Giving Credit Where Credit is Due

Sometimes ex-pat living is more complicated than need be, but this is in part due to uncooperative credit card companies who refuse to believe that Americans live abroad. I have a Mastercard that I have had for years now with an A++ credit rating. Until recently I did not use it much because it did not accumulate airline miles per se. It does accrue points for gifts and discounts on airline tickets, though.
What has prompted me to use it more is that they do not charge the seemingly ubiquitous “Currency conversion fee” that my Amex, Diners Club, and Citibank Visa does. Because I pay all credit cards in full each month, this is a great savings over those trumped up charges from other financial institutions.

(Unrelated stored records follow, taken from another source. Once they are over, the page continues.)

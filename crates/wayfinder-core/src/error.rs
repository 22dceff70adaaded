//! Error types for wayfinder

use thiserror::Error;

/// Result type alias using WayfinderError
pub type Result<T> = std::result::Result<T, WayfinderError>;

/// Error type alias for convenience
pub type Error = WayfinderError;

/// Exit codes for CLI
pub mod exit_codes {
    pub const SUCCESS: i32 = 0;
    pub const GENERAL_ERROR: i32 = 1;
    pub const NOT_FOUND: i32 = 2;
    pub const INVALID_INPUT: i32 = 3;
}

/// Main error type for wayfinder
#[derive(Debug, Error)]
pub enum WayfinderError {
    #[error("IO error: {0}")]
    Io(#[from] std::io::Error),

    #[error("HTTP error: {0}")]
    Http(#[from] reqwest::Error),

    #[error("Document not found: {0}")]
    DocumentNotFound(String),

    #[error("Document error: {0}")]
    Document(String),

    #[error("LLM error: {0}")]
    Llm(String),

    #[error("Vector store error: {0}")]
    VectorStore(String),

    #[error("Configuration error: {0}")]
    Config(String),

    #[error("Serialization error: {0}")]
    Serialization(#[from] serde_json::Error),

    #[error("YAML error: {0}")]
    Yaml(#[from] serde_yaml::Error),

    #[error("External service error: {0}")]
    ExternalError(String),

    #[error("{0}")]
    Other(#[from] anyhow::Error),
}

impl WayfinderError {
    /// Get the exit code for this error
    pub fn exit_code(&self) -> i32 {
        match self {
            Self::DocumentNotFound(_) => exit_codes::NOT_FOUND,
            Self::Config(_) => exit_codes::INVALID_INPUT,
            _ => exit_codes::GENERAL_ERROR,
        }
    }
}
//! Passage splitting for embedding
//!
//! Splits document text into overlapping passages, preferring paragraph,
//! then line, then sentence, then word boundaries before hard cuts.

/// Splitting configuration
pub const PASSAGE_SIZE_CHARS: usize = 500;
pub const PASSAGE_OVERLAP_CHARS: usize = 50;

/// Boundary preference, coarse to fine
const SEPARATORS: [&str; 4] = ["\n\n", "\n", ". ", " "];

/// Split text into passages using the default size and overlap
pub fn split_passages(text: &str) -> Vec<String> {
    split_with(text, PASSAGE_SIZE_CHARS, PASSAGE_OVERLAP_CHARS)
}

/// Split text into passages of at most `size` bytes with `overlap` bytes
/// carried between consecutive passages
pub fn split_with(text: &str, size: usize, overlap: usize) -> Vec<String> {
    if text.trim().is_empty() {
        return Vec::new();
    }
    if text.len() <= size {
        return vec![text.trim().to_string()];
    }

    let mut fragments = Vec::new();
    split_recursive(text, size, &SEPARATORS, &mut fragments);
    merge_fragments(&fragments, size, overlap)
}

/// Break text into fragments no longer than `size`, splitting on the
/// coarsest separator that appears before descending to finer ones
fn split_recursive<'a>(
    text: &'a str,
    size: usize,
    separators: &[&str],
    out: &mut Vec<&'a str>,
) {
    if text.len() <= size {
        if !text.trim().is_empty() {
            out.push(text);
        }
        return;
    }

    let Some((sep, finer)) = separators.split_first() else {
        hard_cut(text, size, out);
        return;
    };

    if !text.contains(sep) {
        split_recursive(text, size, finer, out);
        return;
    }

    let mut start = 0;
    for (pos, _) in text.match_indices(sep) {
        let end = pos + sep.len();
        if end <= start {
            continue;
        }
        emit(&text[start..end], size, finer, out);
        start = end;
    }
    if start < text.len() {
        emit(&text[start..], size, finer, out);
    }
}

fn emit<'a>(part: &'a str, size: usize, finer: &[&str], out: &mut Vec<&'a str>) {
    if part.len() <= size {
        if !part.trim().is_empty() {
            out.push(part);
        }
    } else {
        split_recursive(part, size, finer, out);
    }
}

/// Last resort: cut at byte offsets snapped to char boundaries
fn hard_cut<'a>(text: &'a str, size: usize, out: &mut Vec<&'a str>) {
    let mut start = 0;
    while start < text.len() {
        let mut end = floor_char_boundary(text, (start + size).min(text.len()));
        if end <= start {
            end = ceil_char_boundary(text, start + 1);
        }
        out.push(&text[start..end]);
        start = end;
    }
}

/// Greedily pack fragments into passages, keeping up to `overlap` bytes of
/// trailing fragments as the start of the next passage
fn merge_fragments(fragments: &[&str], size: usize, overlap: usize) -> Vec<String> {
    let mut passages = Vec::new();
    let mut window: std::collections::VecDeque<&str> = std::collections::VecDeque::new();
    let mut window_len = 0usize;

    for &fragment in fragments {
        if !window.is_empty() && window_len + fragment.len() > size {
            push_passage(&window, &mut passages);
            while !window.is_empty()
                && (window_len > overlap || window_len + fragment.len() > size)
            {
                let front = window.pop_front().unwrap();
                window_len -= front.len();
            }
        }
        window.push_back(fragment);
        window_len += fragment.len();
    }

    if window_len > 0 {
        push_passage(&window, &mut passages);
    }

    passages
}

fn push_passage(window: &std::collections::VecDeque<&str>, passages: &mut Vec<String>) {
    let text: String = window.iter().copied().collect();
    let trimmed = text.trim();
    if !trimmed.is_empty() {
        passages.push(trimmed.to_string());
    }
}

/// Find a valid char boundary at or before the given byte index
fn floor_char_boundary(s: &str, index: usize) -> usize {
    if index >= s.len() {
        return s.len();
    }
    let mut i = index;
    while i > 0 && !s.is_char_boundary(i) {
        i -= 1;
    }
    i
}

/// Find a valid char boundary at or after the given byte index
fn ceil_char_boundary(s: &str, index: usize) -> usize {
    if index >= s.len() {
        return s.len();
    }
    let mut i = index;
    while i < s.len() && !s.is_char_boundary(i) {
        i += 1;
    }
    i
}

This particular credit card was about to expire and they sent me an offer for custom logo on the new cards. Thinking it would be fun to have our kitchen mural on the card, I submitted the design, which was approved and the card sent out. It was sent to the address I use in New Mexico. My sister/friend at that address said it never arrived three weeks after it was due to be there. I called the company, which entailed reporting it lost or stolen. My current card number was discontinued. They were to reissue new cards with new numbers. After giving them all of my personal information to verify my identity, they sent me an e-mail stating the new card/number was being processed. 
A week later, my sister/friend called to tell me the card company called her to speak with me, but would not give her any information since she was not on the account. I called the company again and verified yet again that I did not get the new card the first go around and yes, I did request a new card a second time. 

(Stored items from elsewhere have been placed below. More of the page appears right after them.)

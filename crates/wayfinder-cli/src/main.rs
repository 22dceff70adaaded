//! Wayfinder CLI
//!
//! Ask about the weather or your document; the assistant routes the
//! question and answers from the matching context.

use clap::Parser;
use wayfinder_core::{Config, WayfinderError};

mod app;
mod commands;

use app::{Cli, Commands};

#[tokio::main]
async fn main() {
    let cli = Cli::parse();

    let default_level = if cli.verbose {
        tracing::Level::DEBUG
    } else {
        tracing::Level::WARN
    };
    tracing_subscriber::fmt()
        .with_env_filter(
            tracing_subscriber::EnvFilter::from_default_env()
                .add_directive(default_level.into()),
        )
        .init();

    let result = run(cli).await;

    if let Err(e) = result {
        eprintln!("Error: {:#}", e);
        let code = e
            .downcast_ref::<WayfinderError>()
            .map(|w| w.exit_code())
            .unwrap_or(wayfinder_core::error::exit_codes::GENERAL_ERROR);
        std::process::exit(code);
    }
}

async fn run(cli: Cli) -> anyhow::Result<()> {
    let config = Config::load()?;

    match cli.command {
        Commands::Chat(args) => commands::chat::run(args, &config).await,
        Commands::Ask(args) => commands::ask::run(args, &config).await,
        Commands::Status(args) => commands::status::run(args, &config).await,
    }
}
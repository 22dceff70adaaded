//! Response composition
//!
//! Final LLM call: answer the query using the gathered context. The model's
//! output is returned as-is.

use crate::error::Result;
use crate::llm::{ChatMessage, LlmClient};
use std::sync::Arc;

pub struct ResponseComposer {
    client: Arc<dyn LlmClient>,
}

impl ResponseComposer {
    pub fn new(client: Arc<dyn LlmClient>) -> Self {
        Self { client }
    }

    pub async fn compose(&self, query: &str, context: &str) -> Result<String> {
        let messages = vec![
            ChatMessage::system(
                "Answer the user's query based on the provided context. Be concise and helpful.",
            ),
            ChatMessage::user(format!("Query: {}\n\nContext: {}", query, context)),
        ];

        self.client.chat_completion(messages, 0.7).await
    }
}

Ten days later, the card arrived in New Mexico. The company refuses to send it to me here in Hungary even if I promise to allow them to charge me with the FedEx fees to do so. They ‘cannot’ send a card outside of the US. My sister/friend sent me the card FedEx and I picked it up today from the university. Although the cards did not have that sticker across the front that says you have to call in to validate them, I did so anyway just to be safe.
When I called the 24/7 number, I was told that my card was being handled by a “special agent” who would not be in until 9am EST. Of course, I wanted to check this off of my ever expanding To Do list, but there it sits since I called two hours too early. I keep telling myself it is better to be safe than sorry. “An ounce of prevention is worth a pound of cure.” Ben Franklin didn’t even have these problems. How perceptive he was.